I want Two-Bit here to crack a joke, Steve to bitch at me. I want Soda to comfort me and Darry to strongly reassure me that it'll be okay because at this point I know it won't be. What I wouldn't give to feel my mother's touch just once more or smell the scent of my dad—the scent of musk and the leather interior of his car. The way he used to pick up my mother and all of us and swing us around the kitchen whenever he got off work.

If I go to heaven maybe I'll get to see them again. I'll get to look at my father who Darry mirrors, or my mother in all her beauty, the way she was always smiling like Sodapop does, but I don't think Soda'll ever smile again after this is all over and that's something I just can't bear to think about that.

I can't remember anything. I hear Darry's bark to stay awake but it's soft and fading. I think of Johnny and Dally. Curly.
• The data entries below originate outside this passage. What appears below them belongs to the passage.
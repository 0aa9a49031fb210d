//! Condition publisher - records observable status on declared objects.

use std::sync::Arc;

use tracing::{info, warn};

use crate::object::{Condition, ObjectKey, Spec};
use crate::store::DesiredStore;

pub struct ConditionPublisher<S: Spec> {
    store: Arc<dyn DesiredStore<S>>,
}

impl<S: Spec> ConditionPublisher<S> {
    pub fn new(store: Arc<dyn DesiredStore<S>>) -> Self {
        Self { store }
    }

    /// Publish a condition. Safe to call every cycle; only transitions are logged.
    ///
    /// Failures are logged and swallowed: status is a side effect and never
    /// steers the reconcile cycle.
    pub async fn publish(&self, key: &ObjectKey, condition: Condition) {
        let condition_type = condition.condition_type;
        let status = condition.status;
        let reason = condition.reason;
        let detail = condition.message.clone().unwrap_or_default();

        match self.store.set_condition(key, condition).await {
            Ok(true) => info!(
                target: "conditions",
                %key,
                condition = ?condition_type,
                status = ?status,
                %reason,
                detail = %detail,
                "Condition changed"
            ),
            Ok(false) => {}
            Err(e) => warn!(%key, error = %e, "Failed to publish condition"),
        }
    }
}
Cherry Valance. I don't see my life flashing before my eyes, instead crystal clear faces—mirages of various people in my life and how they'll react when they get the news. I hope they won't be mad at me. I can't stand to let people I care about down.

But at the end of the day, this is probably better. Maybe Darry and Sodapop can finally get a life with me gone.

It's that thought that lets me rest. It's not good but I'll take it.

I close my eyes but Curly slaps my face. "Oh, God." I exhale raggedly. "What the fuck, man?"

"Holy shit, why the fuck did you move? I almost had that guy and you took the knife for that fucker!" "The guy" he's talking about is an ex-gang member that we ran into at the bar. A dumb fight led to a dumb injury.

"I didn't mean to..." I motion weakly to my stomach, steadily dripping black red blood.

For a second, the ghost of a smile disappears and is replaced by a worrisome stare. "Hospital it is, then."

"You stabbed me," I nearly sob. "I'm gonna die and you stabbed me."

"You ain't gonna die, asshole," he says impatiently. "Come on, let's get you up, huh?"

I breathe in and out and count to ten, and then I'm calm. I'm not bleeding too much and if I go to a hospital they'll patch me up fine. Overly confident, I grip the wall and hoist myself up and a wave of vertigo hits.

"Jesus Christ, Curtis. Why you gotta do that?"

"Do what?" I snap, holding my stomach and gripping the wall. "Why do I gotta get stabbed? That's a good question, man."

"No! Why do you gotta just get up like you didn't just get a fuckin' knife thrown at you? Just sit your ass down and I'll carry you. Shit, man!"

He wraps a steady arm over my shoulders and slowly but surely, we take the walk to his car—a junky old piece of shit—and settles me in there. He stuffs a cigarette in my mouth and lights it for me. I wish I could follow the smoke as it wisps away in front of me. Before shutting the door, Curly leaves me laying there limply in the front seat and he rummages through his back seat. He finds a long towel and shoves it against the wound in a half-assed attempt to staunch the blood.

"Shit, do we take this fuckin' thing out or leave it in?"

"I don't know, man! I ain't a goddamn knife expert." I remember the way Bob Sheldon died, almost instantly, and Johnny was right when he said there was a lot of blood in people. I hope I'm lucky enough to not have their fates.

"Come on. We're goin'."

We drive in silence save for Curly's barks of "Open your goddamn eyes, Ponyboy!" even though I didn't realize I had closed them. I laugh at the absurdity of this situation and eventually Curly joins me.

Curly drags me in, towel and all, yelling things, "Hurt kid! Hurt kid!" and "We gotta get him help!" but I guess I'm not grievously wounded enough because they make me wait.

"Let's just go, Shepard. Let's just go."

"Let's just go? Have you lost your fuckin' marbles?"

"Let's go. I'll be fine. I don't want my brothers to worry. I'll...I'll be fine."

"Jesus Christ. No. We're stayin' here."

I moan. "Ohhhhhh." I grimace. "My brothers are gonna kill me."

"I think that's the least of your worries. Besides, there won't be nothin' to kill if we don't stay here. You're so fuckin' stubborn, man."